Alice’s academic and professional contributions were transformative. She earned her master’s degree in Medical Sociology in 2004 from the Department of Social and Behavioral Sciences in the UCSF School of Nursing. While still a student, she founded the Disability Interest Group in 2002. She later served as a key member of the Chancellor’s Advisory Committee on Disability Issues (CACDI), urging the professional schools at UCSF to incorporate disability into their cultural competency courses. Alice stated, “Disability is part of the greater continuum of diversity, and we need to allow for variation and not get so focused on what is the norm.”

Alice also spearheaded UCSF Access, a resource highlighting accessibility features across campus buildings, and advocated for critical improvements, such as wheelchair-accessible elevator buttons and text telephones for individuals with hearing disabilities. Her decade-long work at UCSF spanned three research centers: the National Center for Personal Assistance, the Disability Statistics Center, and the Community Living Policy Center. During her time with these centers, Alice further advanced inclusion efforts before shifting her focus to national and international disability advocacy.

In recognition of her contributions, Alice received the inaugural UCSF Chancellor’s Disability Service Award and the Dr. Martin Luther King, Jr. Leadership Award. Her books, including Disability Visibility: First-Person Stories from the Twenty-First Century and Year of the Tiger: An Activist’s Life, as well as her Disability Visibility podcast, continue to educate and empower.

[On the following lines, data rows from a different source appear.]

//! Per-agent learning profiles and reinforcement updates

use std::collections::HashMap;
use std::sync::Arc;
use tokio::sync::{Mutex, RwLock};
use vigil_core::{AuditPolicy, AuditResult, LearningHistory, RECENT_SCORE_WINDOW};

/// Concurrent map of per-agent learning profiles.
///
/// Each profile sits behind its own mutex so audits for different agents
/// never contend; profiles are created on first audit and never removed.
pub struct LearningStore {
    profiles: RwLock<HashMap<String, Arc<Mutex<LearningHistory>>>>,
}

impl LearningStore {
    pub fn new() -> Self {
        Self {
            profiles: RwLock::new(HashMap::new()),
        }
    }

    /// The shared profile handle for an agent, created on first use.
    pub async fn profile(&self, agent: &str) -> Arc<Mutex<LearningHistory>> {
        if let Some(profile) = self.profiles.read().await.get(agent) {
            return profile.clone();
        }
        let mut profiles = self.profiles.write().await;
        profiles
            .entry(agent.to_string())
            .or_insert_with(|| Arc::new(Mutex::new(LearningHistory::new(agent))))
            .clone()
    }

    /// A point-in-time copy of one agent's profile, if it exists.
    pub async fn snapshot(&self, agent: &str) -> Option<LearningHistory> {
        let profile = self.profiles.read().await.get(agent)?.clone();
        let history = profile.lock().await;
        Some(history.clone())
    }

    /// Names of all agents audited so far.
    pub async fn agents(&self) -> Vec<String> {
        let mut names: Vec<String> = self.profiles.read().await.keys().cloned().collect();
        names.sort();
        names
    }
}

impl Default for LearningStore {
    fn default() -> Self {
        Self::new()
    }
}

/// Apply one audit outcome to an agent's profile.
///
/// Poor scores boost the learning rate and penalty multiplier (capped);
/// strong scores decay them toward their floors. The derived metrics are
/// recomputed from the bounded recent-score window.
pub fn reinforce(history: &mut LearningHistory, result: &AuditResult, policy: &AuditPolicy) {
    history.record_score(result.overall);
    history.total_tasks += 1;
    if result.overall >= policy.success_threshold {
        history.successful_tasks += 1;
    } else {
        history.failed_tasks += 1;
    }

    if result.overall < policy.low_score {
        history.learning_rate =
            (history.learning_rate * policy.learning_rate_boost).min(policy.learning_rate_cap);
    } else if result.overall > policy.high_score {
        history.learning_rate =
            (history.learning_rate * policy.learning_rate_decay).max(policy.learning_rate_floor);
    }

    if result.overall < policy.penalty_boost_below {
        history.penalty_multiplier = (history.penalty_multiplier
            * policy.penalty_multiplier_boost)
            .min(policy.penalty_multiplier_cap);
    } else if result.overall > policy.penalty_decay_above {
        history.penalty_multiplier = (history.penalty_multiplier
            * policy.penalty_multiplier_decay)
            .max(policy.penalty_multiplier_floor);
    }

    history.adaptation_speed = 1.0 / (1.0 + variance(&history.last_scores(5)) / 100.0);
    history.consistency_score = (1.0 - variance(&history.last_scores(3)).sqrt() / 100.0).max(0.0);
    history.improvement_trend =
        (slope(&history.last_scores(RECENT_SCORE_WINDOW)) / 10.0).clamp(-1.0, 1.0);

    history.total_penalties += result.penalty_points;
    history.total_rewards += result.reward_points;
}

/// Population variance; 0 for fewer than two values.
fn variance(values: &[f64]) -> f64 {
    if values.len() < 2 {
        return 0.0;
    }
    let mean = values.iter().sum::<f64>() / values.len() as f64;
    values.iter().map(|v| (v - mean).powi(2)).sum::<f64>() / values.len() as f64
}

/// Least-squares slope of scores over their index; 0 for fewer than two.
fn slope(values: &[f64]) -> f64 {
    let n = values.len();
    if n < 2 {
        return 0.0;
    }
    let x_mean = (n - 1) as f64 / 2.0;
    let y_mean = values.iter().sum::<f64>() / n as f64;
    let mut num = 0.0;
    let mut den = 0.0;
    for (i, &y) in values.iter().enumerate() {
        let dx = i as f64 - x_mean;
        num += dx * (y - y_mean);
        den += dx * dx;
    }
    if den == 0.0 {
        0.0
    } else {
        num / den
    }
}

// =============================================================================
// TESTS
// =============================================================================

#[cfg(test)]
mod tests {
    use super::*;
    use chrono::Utc;
    use vigil_core::{GradeBand, PolicyConfig};

    fn result_with_overall(overall: f64) -> AuditResult {
        AuditResult {
            agent: "agent".to_string(),
            query: "q".to_string(),
            data_quality: 0.5,
            task_completion: 0.5,
            accuracy: 0.5,
            efficiency: 0.5,
            innovation: 0.5,
            overall,
            grade: GradeBand::C,
            strengths: vec![],
            weaknesses: vec![],
            penalty_reasons: vec![],
            reward_reasons: vec![],
            penalty_points: 5.0,
            reward_points: 2.0,
            elapsed_secs: 1.0,
            audited_at: Utc::now(),
        }
    }

    #[test]
    fn test_low_score_boosts_learning_rate_and_penalty() {
        let policy = PolicyConfig::default().audit;
        let mut history = LearningHistory::new("agent");
        reinforce(&mut history, &result_with_overall(40.0), &policy);
        assert!((history.learning_rate - 0.12).abs() < 1e-9);
        assert!((history.penalty_multiplier - 1.2).abs() < 1e-9);
        assert_eq!(history.failed_tasks, 1);
        assert_eq!(history.successful_tasks, 0);
    }

    #[test]
    fn test_high_score_decays_learning_rate() {
        let policy = PolicyConfig::default().audit;
        let mut history = LearningHistory::new("agent");
        reinforce(&mut history, &result_with_overall(92.0), &policy);
        assert!((history.learning_rate - 0.095).abs() < 1e-9);
        assert_eq!(history.penalty_multiplier, 1.0);
        assert_eq!(history.successful_tasks, 1);
    }

    #[test]
    fn test_learning_rate_capped_and_floored() {
        let policy = PolicyConfig::default().audit;
        let mut history = LearningHistory::new("agent");
        for _ in 0..50 {
            reinforce(&mut history, &result_with_overall(10.0), &policy);
        }
        assert!(history.learning_rate <= policy.learning_rate_cap + 1e-12);
        assert!(history.penalty_multiplier <= policy.penalty_multiplier_cap + 1e-12);

        for _ in 0..200 {
            reinforce(&mut history, &result_with_overall(95.0), &policy);
        }
        assert!(history.learning_rate >= policy.learning_rate_floor - 1e-12);
        assert!(history.penalty_multiplier >= policy.penalty_multiplier_floor - 1e-12);
    }

    #[test]
    fn test_consistency_and_adaptation_for_steady_scores() {
        let policy = PolicyConfig::default().audit;
        let mut history = LearningHistory::new("agent");
        for _ in 0..5 {
            reinforce(&mut history, &result_with_overall(75.0), &policy);
        }
        assert!((history.consistency_score - 1.0).abs() < 1e-9);
        assert!((history.adaptation_speed - 1.0).abs() < 1e-9);
        assert!(history.improvement_trend.abs() < 1e-9);
    }

    #[test]
    fn test_improving_scores_yield_positive_trend() {
        let policy = PolicyConfig::default().audit;
        let mut history = LearningHistory::new("agent");
        for overall in [60.0, 65.0, 70.0, 75.0, 80.0] {
            reinforce(&mut history, &result_with_overall(overall), &policy);
        }
        assert!(history.improvement_trend > 0.0);
    }

    #[test]
    fn test_penalty_and_reward_totals_accumulate() {
        let policy = PolicyConfig::default().audit;
        let mut history = LearningHistory::new("agent");
        reinforce(&mut history, &result_with_overall(70.0), &policy);
        reinforce(&mut history, &result_with_overall(70.0), &policy);
        assert_eq!(history.total_penalties, 10.0);
        assert_eq!(history.total_rewards, 4.0);
    }

    #[tokio::test]
    async fn test_store_creates_profile_on_first_use() {
        let store = LearningStore::new();
        assert!(store.snapshot("ResearchAgent").await.is_none());
        let profile = store.profile("ResearchAgent").await;
        assert_eq!(profile.lock().await.agent, "ResearchAgent");
        assert_eq!(store.agents().await, vec!["ResearchAgent".to_string()]);
    }

    #[tokio::test]
    async fn test_store_returns_same_profile() {
        let store = LearningStore::new();
        let a = store.profile("AnalysisAgent").await;
        a.lock().await.total_tasks = 7;
        let b = store.profile("AnalysisAgent").await;
        assert_eq!(b.lock().await.total_tasks, 7);
    }

    #[test]
    fn test_slope_of_linear_series() {
        assert!((slope(&[1.0, 2.0, 3.0, 4.0]) - 1.0).abs() < 1e-12);
        assert_eq!(slope(&[5.0]), 0.0);
    }

    #[test]
    fn test_variance() {
        assert_eq!(variance(&[]), 0.0);
        assert_eq!(variance(&[3.0]), 0.0);
        assert!((variance(&[2.0, 4.0]) - 1.0).abs() < 1e-12);
    }
}
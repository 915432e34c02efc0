//! Shared fixtures and property-test strategies
//!
//! Seeded in-memory stores for integration tests and the demo binary,
//! plus proptest strategies for the core value types.

use chrono::{Duration, Utc};
use vigil_core::{QcRule, SensorReading};
use vigil_store::{MemoryKnowledgeIndex, MemoryTelemetryStore};

/// The demo sensor set: temperature, pressure, and flow.
pub const DEMO_TAGS: [&str; 3] = ["D100", "D101", "D102"];

/// QC rules for the demo sensor set.
pub fn demo_rules() -> Vec<QcRule> {
    vec![
        QcRule::banded("D100", (10.0, 80.0), (0.0, 95.0)),
        QcRule::banded("D101", (1.0, 5.0), (0.5, 8.0)),
        QcRule::banded("D102", (50.0, 200.0), (20.0, 250.0)),
    ]
}

/// A store with two hours of per-minute data for the demo sensors and
/// their QC rules. Values follow a slow deterministic wave so summaries
/// have something to say.
pub async fn seeded_demo_store() -> MemoryTelemetryStore {
    let store = MemoryTelemetryStore::new();
    let now = Utc::now();
    for minute in 0..120i64 {
        let ts = now - Duration::minutes(120 - minute);
        let phase = (minute as f64 / 15.0).sin();
        store
            .insert_reading(SensorReading::new("D100", 45.0 + 5.0 * phase, ts))
            .await;
        store
            .insert_reading(SensorReading::new("D101", 2.5 + 0.4 * phase, ts))
            .await;
        store
            .insert_reading(SensorReading::new("D102", 120.0 + 20.0 * phase, ts))
            .await;
    }
    for rule in demo_rules() {
        store.insert_rule(rule).await;
    }
    store
}

/// A small knowledge index describing the demo sensors.
pub fn demo_knowledge_index() -> MemoryKnowledgeIndex {
    let mut index = MemoryKnowledgeIndex::new(0.1);
    index.add_entry(
        "D100 temperature sensor normal range 10 to 80 degrees",
        "sensor",
    );
    index.add_entry("D101 pressure sensor normal range 1 to 5 bar", "sensor");
    index.add_entry(
        "D102 flow sensor normal range 50 to 200 liters per minute",
        "sensor",
    );
    index
}

// ============================================================================
// PROPTEST STRATEGIES
// ============================================================================

pub mod strategies {
    use chrono::{Duration, TimeZone, Utc};
    use proptest::prelude::*;
    use vigil_core::{QcRule, SensorReading, Timestamp};

    /// A tag from the demo namespace.
    pub fn arb_tag() -> impl Strategy<Value = String> {
        (0u32..400).prop_map(|n| format!("D{:03}", 100 + n % 300))
    }

    /// A timestamp within March 2025, minute-aligned.
    pub fn arb_timestamp() -> impl Strategy<Value = Timestamp> {
        (0i64..40_000).prop_map(|minutes| {
            Utc.with_ymd_and_hms(2025, 3, 1, 0, 0, 0)
                .single()
                .map(|t0| t0 + Duration::minutes(minutes))
                .unwrap_or_else(Utc::now)
        })
    }

    pub fn arb_reading() -> impl Strategy<Value = SensorReading> {
        (arb_tag(), -50.0f64..300.0, arb_timestamp())
            .prop_map(|(tag, value, ts)| SensorReading::new(tag, value, ts))
    }

    /// A rule whose warning band sits inside its critical band.
    pub fn arb_rule() -> impl Strategy<Value = QcRule> {
        (arb_tag(), 0.0f64..50.0, 1.0f64..100.0, 1.0f64..50.0).prop_map(
            |(tag, warn_min, warn_span, crit_margin)| {
                let warn_max = warn_min + warn_span;
                QcRule::banded(
                    tag,
                    (warn_min, warn_max),
                    (warn_min - crit_margin, warn_max + crit_margin),
                )
            },
        )
    }
}

// =============================================================================
// TESTS
// =============================================================================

“Alice's life's work was abundant in its seeing and caring for all people with disabilities and in amplifying their work and stories. She was a brilliant storyteller, and a purveyor of joy and empowerment. Alice’s legacy is reflected every day in the UCSF students and scholars who are engaged in emancipatory research and in building communities of care and mutual support,” said Kristen Harknett, PhD, professor and director of UCSF’s Sociology graduate program.

“Deeply compassionate and strong, Alice Wong was a trailblazer whose light—and fight—changed UCSF as well as the lives of many around the globe. UCSF is a more accessible, inclusive, and aware institution because she was a member of our community. The Office of Opportunity and Outreach grieves her death, but we celebrate her life,” said UCSF Vice Chancellor of Opportunity and Outreach Renee Navarro, PharmD, MD.

Alice’s family shared a reflection from her memoir, Year of the Tiger: “The real gift any person can give is a web of connective tissue. If we love fiercely, our ancestors live among and speak to us through these incandescent filaments glowing from the warmth of memories.”

Alice Wong will be remembered as a powerful storyteller, fierce advocate, and kind leader who leveraged her lived experience to amplify disability culture and expand the understanding of disability as an integral part of diversity.